Chris me berce et ne prononce toujours rien malgré mes atroces confidences.

Il passe un bras sous mes fesses tandis que l'autre s'occupe de mettre mes bras autour de son cou, une fois que je suis plus calme. Il me soulève dans les airs et me porte jusqu'à mon lit. Mais je secoue la tête.

Je ne veux pas dormir.

— Je me sens sale...

Chris hoche la tête et reste toujours silencieux. Il ôte mes baskets et me soutient jusqu'à la salle d'eau. Il m'y laisse le temps de rapporter des serviettes.

— Est-ce que tu peux m'aider, s'il te plaît ?

Il continue d'acquiescer le regard toujours fixé au sol et se charge de me déshabiller. Il ne prend pas la peine de se dévêtir et rentre sous la douche.

L'eau coule sur nos corps : moi, nue et lui, habillé. Ses gestes sont hésitants mais doux et lents. Il savonne mes membres toujours pris par les tremblements et secoués par mes larmes qui coulent et se mêlent à l'eau de la douche.

Chris évite mon regard et les parties de mon corps qui ont été marquées par l'altercation. Les doigts d'Arthur sont imprimés sur mon bras gauche. Je les fixe avant de les effleurer et de m'emparer du gant de toilette.

Acharnée, je frotte de toutes mes forces les traces croyant pouvoir les effacer si bien que Chris est obligé de m'arrêter avant que je ne me fasse mal. Il me rince et me fait sortir de la douche. Le contact de la serviette est léger et chaud. Il me frictionne comme il aurait pu le faire avec un enfant et me ramène dans la chambre.

Pour la première fois, depuis que nous sommes rentrés, je remarque seulement Amour qui nous fixe près de sa gamelle. Je me dirige vers lui pour lui donner une caresse et sa pâtée car le pauvre doit être mort de faim. Il n'a plus mangé depuis la veille mais Chris m'arrête et me rassure qu'il va s'en occuper.
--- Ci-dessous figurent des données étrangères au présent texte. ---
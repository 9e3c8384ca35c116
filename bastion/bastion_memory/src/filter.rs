//! Filter evaluation.
//!
//! Supports the scalar operators (`equals`, `not`, `in`, `notIn`, `lt`,
//! `lte`, `gt`, `gte`, `contains`, `startsWith`, `endsWith`, `has`), the
//! logical combinators (`AND`, `OR`, `NOT`), to-many relation filters
//! (`some`, `every`, `none`), to-one relation filters (`is`, `isNot`, or a
//! nested filter directly) and generated compound unique keys.

use crate::state::{compare_values, ensure_physical, query_field, values_equal, Row, State};
use bastion_core::error::{Result, StorageError};
use bastion_core::meta::{FieldInfo, ModelMeta};
use bastion_core::query::enumerate;
use serde_json::Value;
use std::cmp::Ordering;

const SCALAR_OPERATORS: &[&str] = &[
    "equals",
    "not",
    "in",
    "notIn",
    "lt",
    "lte",
    "gt",
    "gte",
    "contains",
    "startsWith",
    "endsWith",
    "mode",
    "has",
    "hasSome",
    "hasEvery",
    "isEmpty",
];

/// Read-only view over a database state.
pub(crate) struct View<'a> {
    pub meta: &'a ModelMeta,
    pub state: &'a State,
}

fn invalid(detail: String) -> bastion_core::Error {
    StorageError::InvalidQuery(detail).into()
}

impl<'a> View<'a> {
    pub fn new(meta: &'a ModelMeta, state: &'a State) -> Self {
        Self { meta, state }
    }

    pub fn row(&self, model: &str, key: u64) -> Option<&'a Row> {
        self.state.table(model).and_then(|t| t.rows.get(&key))
    }

    /// Row keys of a model, in insertion order.
    pub fn keys(&self, model: &str) -> Vec<u64> {
        self.state
            .table(model)
            .map(|t| t.rows.keys().copied().collect())
            .unwrap_or_default()
    }

    /// Keys of the rows related to `row` through `field`.
    pub fn related(&self, model: &str, row: &Row, field: &FieldInfo) -> Result<Vec<u64>> {
        let target = &field.field_type;
        let Some(table) = self.state.table(target) else {
            return Ok(Vec::new());
        };

        // Pairs of (column on the target row, value taken from this row)
        let mut pairs: Vec<(String, Value)> = Vec::new();
        if field.is_relation_owner {
            let mapping = field.foreign_key_mapping.as_ref().ok_or_else(|| {
                invalid(format!("relation {}.{} has no foreign key mapping", model, field.name))
            })?;
            for (referenced, fk) in mapping {
                match row.get(fk) {
                    None | Some(Value::Null) => return Ok(Vec::new()),
                    Some(v) => pairs.push((referenced.clone(), v.clone())),
                }
            }
        } else {
            let back_link = field.back_link.as_deref().ok_or_else(|| {
                invalid(format!("relation {}.{} has no back link", model, field.name))
            })?;
            let back = query_field(self.meta, target, back_link)?;
            let mapping = back.foreign_key_mapping.as_ref().ok_or_else(|| {
                invalid(format!("relation {}.{} owns no foreign key", target, back_link))
            })?;
            for (referenced, fk) in mapping {
                match row.get(referenced) {
                    None | Some(Value::Null) => return Ok(Vec::new()),
                    Some(v) => pairs.push((fk.clone(), v.clone())),
                }
            }
        }

        Ok(table
            .rows
            .iter()
            .filter(|(_, r)| {
                pairs
                    .iter()
                    .all(|(col, v)| r.get(col).map(|x| values_equal(x, v)).unwrap_or(false))
            })
            .map(|(k, _)| *k)
            .collect())
    }

    /// Keys of the rows of `model` matching `filter`, in insertion order.
    pub fn find(&self, model: &str, filter: &Value) -> Result<Vec<u64>> {
        let mut keys = Vec::new();
        if let Some(table) = self.state.table(model) {
            for (key, row) in &table.rows {
                if self.matches(model, row, filter)? {
                    keys.push(*key);
                }
            }
        }
        Ok(keys)
    }

    /// Whether `row` of `model` satisfies `filter`.
    pub fn matches(&self, model: &str, row: &Row, filter: &Value) -> Result<bool> {
        match filter {
            Value::Null => Ok(true),
            Value::Bool(b) => Ok(*b),
            Value::Object(map) => {
                for (key, condition) in map {
                    if !self.matches_entry(model, row, key, condition)? {
                        return Ok(false);
                    }
                }
                Ok(true)
            }
            other => Err(invalid(format!("invalid filter for {}: {}", model, other))),
        }
    }

    fn matches_entry(&self, model: &str, row: &Row, key: &str, condition: &Value) -> Result<bool> {
        match key {
            "AND" => {
                for c in enumerate(condition) {
                    if !self.matches(model, row, c)? {
                        return Ok(false);
                    }
                }
                Ok(true)
            }
            "OR" => {
                for c in enumerate(condition) {
                    if self.matches(model, row, c)? {
                        return Ok(true);
                    }
                }
                Ok(false)
            }
            "NOT" => {
                for c in enumerate(condition) {
                    if self.matches(model, row, c)? {
                        return Ok(false);
                    }
                }
                Ok(true)
            }
            _ => {
                let Some(field) = self.meta.field(model, key) else {
                    let compound = self
                        .meta
                        .unique_constraints(model)
                        .any(|c| c.name == key && c.is_compound());
                    if compound && condition.is_object() {
                        return self.matches(model, row, condition);
                    }
                    return Err(invalid(format!("unknown field {}.{} in filter", model, key)));
                };
                if field.is_data_model {
                    self.matches_relation(model, row, field, condition)
                } else {
                    ensure_physical(model, field)?;
                    let value = row.get(key).unwrap_or(&Value::Null);
                    matches_scalar(value, condition)
                }
            }
        }
    }

    fn matches_relation(&self, model: &str, row: &Row, field: &FieldInfo, condition: &Value) -> Result<bool> {
        let related = self.related(model, row, field)?;
        let target = &field.field_type;

        if field.is_array {
            let Some(ops) = condition.as_object() else {
                return Err(invalid(format!(
                    "to-many filter on {}.{} must be an object",
                    model, field.name
                )));
            };
            for (op, sub) in ops {
                let ok = match op.as_str() {
                    "some" => self.any_matches(target, &related, sub)?,
                    "every" => {
                        let mut all = true;
                        for key in &related {
                            if let Some(r) = self.row(target, *key) {
                                if !self.matches(target, r, sub)? {
                                    all = false;
                                    break;
                                }
                            }
                        }
                        all
                    }
                    "none" => !self.any_matches(target, &related, sub)?,
                    other => {
                        return Err(invalid(format!(
                            "unsupported to-many filter '{}' on {}.{}",
                            other, model, field.name
                        )))
                    }
                };
                if !ok {
                    return Ok(false);
                }
            }
            return Ok(true);
        }

        if condition.is_null() {
            return Ok(related.is_empty());
        }
        let Some(ops) = condition.as_object() else {
            return Err(invalid(format!(
                "to-one filter on {}.{} must be an object or null",
                model, field.name
            )));
        };
        if ops.contains_key("is") || ops.contains_key("isNot") {
            for (op, sub) in ops {
                let ok = match op.as_str() {
                    "is" if sub.is_null() => related.is_empty(),
                    "is" => self.any_matches(target, &related, sub)?,
                    "isNot" if sub.is_null() => !related.is_empty(),
                    "isNot" => !self.any_matches(target, &related, sub)?,
                    other => {
                        return Err(invalid(format!(
                            "unsupported to-one filter '{}' on {}.{}",
                            other, model, field.name
                        )))
                    }
                };
                if !ok {
                    return Ok(false);
                }
            }
            return Ok(true);
        }
        self.any_matches(target, &related, condition)
    }

    fn any_matches(&self, model: &str, keys: &[u64], filter: &Value) -> Result<bool> {
        for key in keys {
            if let Some(r) = self.row(model, *key) {
                if self.matches(model, r, filter)? {
                    return Ok(true);
                }
            }
        }
        Ok(false)
    }
}

fn is_operator_object(condition: &Value) -> bool {
    condition
        .as_object()
        .map(|m| !m.is_empty() && m.keys().all(|k| SCALAR_OPERATORS.contains(&k.as_str())))
        .unwrap_or(false)
}

/// Whether a scalar value satisfies a scalar condition.
pub(crate) fn matches_scalar(value: &Value, condition: &Value) -> Result<bool> {
    if !is_operator_object(condition) {
        return Ok(values_equal(value, condition));
    }
    let Some(ops) = condition.as_object() else {
        return Ok(false);
    };
    let insensitive = ops.get("mode").and_then(Value::as_str) == Some("insensitive");

    for (op, arg) in ops {
        let ok = match op.as_str() {
            "mode" => true,
            "equals" => values_equal(value, arg),
            "not" if is_operator_object(arg) => !matches_scalar(value, arg)?,
            "not" => !values_equal(value, arg),
            "in" => arg
                .as_array()
                .map(|items| items.iter().any(|i| values_equal(value, i)))
                .unwrap_or(false),
            "notIn" => arg
                .as_array()
                .map(|items| !items.iter().any(|i| values_equal(value, i)))
                .unwrap_or(true),
            "lt" => compare_values(value, arg) == Some(Ordering::Less),
            "lte" => matches!(compare_values(value, arg), Some(Ordering::Less | Ordering::Equal)),
            "gt" => compare_values(value, arg) == Some(Ordering::Greater),
            "gte" => matches!(
                compare_values(value, arg),
                Some(Ordering::Greater | Ordering::Equal)
            ),
            "contains" | "startsWith" | "endsWith" => {
                match (value.as_str(), arg.as_str()) {
                    (Some(v), Some(a)) => {
                        let (v, a) = if insensitive {
                            (v.to_lowercase(), a.to_lowercase())
                        } else {
                            (v.to_string(), a.to_string())
                        };
                        match op.as_str() {
                            "contains" => v.contains(&a),
                            "startsWith" => v.starts_with(&a),
                            _ => v.ends_with(&a),
                        }
                    }
                    _ => false,
                }
            }
            "has" => value
                .as_array()
                .map(|items| items.iter().any(|i| values_equal(i, arg)))
                .unwrap_or(false),
            "hasSome" => match (value.as_array(), arg.as_array()) {
                (Some(items), Some(wanted)) => {
                    wanted.iter().any(|w| items.iter().any(|i| values_equal(i, w)))
                }
                _ => false,
            },
            "hasEvery" => match (value.as_array(), arg.as_array()) {
                (Some(items), Some(wanted)) => {
                    wanted.iter().all(|w| items.iter().any(|i| values_equal(i, w)))
                }
                _ => false,
            },
            "isEmpty" => {
                let empty = value.as_array().map(Vec::is_empty).unwrap_or(true);
                arg.as_bool().map(|b| b == empty).unwrap_or(false)
            }
            _ => false,
        };
        if !ok {
            return Ok(false);
        }
    }
    Ok(true)
}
Il m'enfile une culotte et un t-shirt avant de me recouvrir de la couette. À travers la bibliothèque, je l'observe chercher la nourriture d'Amour et le servir. Je peine toujours à me réchauffer tandis qu'il doit bien faire vingt-cinq degrés et claque toujours des dents.

Mes yeux piquent et ma tête pèse une tonne. Chris revient et s'empare de la brosse qui est posée sur la commande. Il me demande à voix basse si je désire qu'il me démêle les cheveux. Je me redresse et lui tourne le dos pour seule réponse.

Le matelas s'affaisse sous son poids tandis qu'il s'assied dans mon dos. La brosse rencontre le sommet de mon crâne et descend délicatement dans ma chevelure nouée et mouillée. Je ferme les yeux et savoure le contact apaisant de la brosse et l'une de ses mains qui effleure mon dos.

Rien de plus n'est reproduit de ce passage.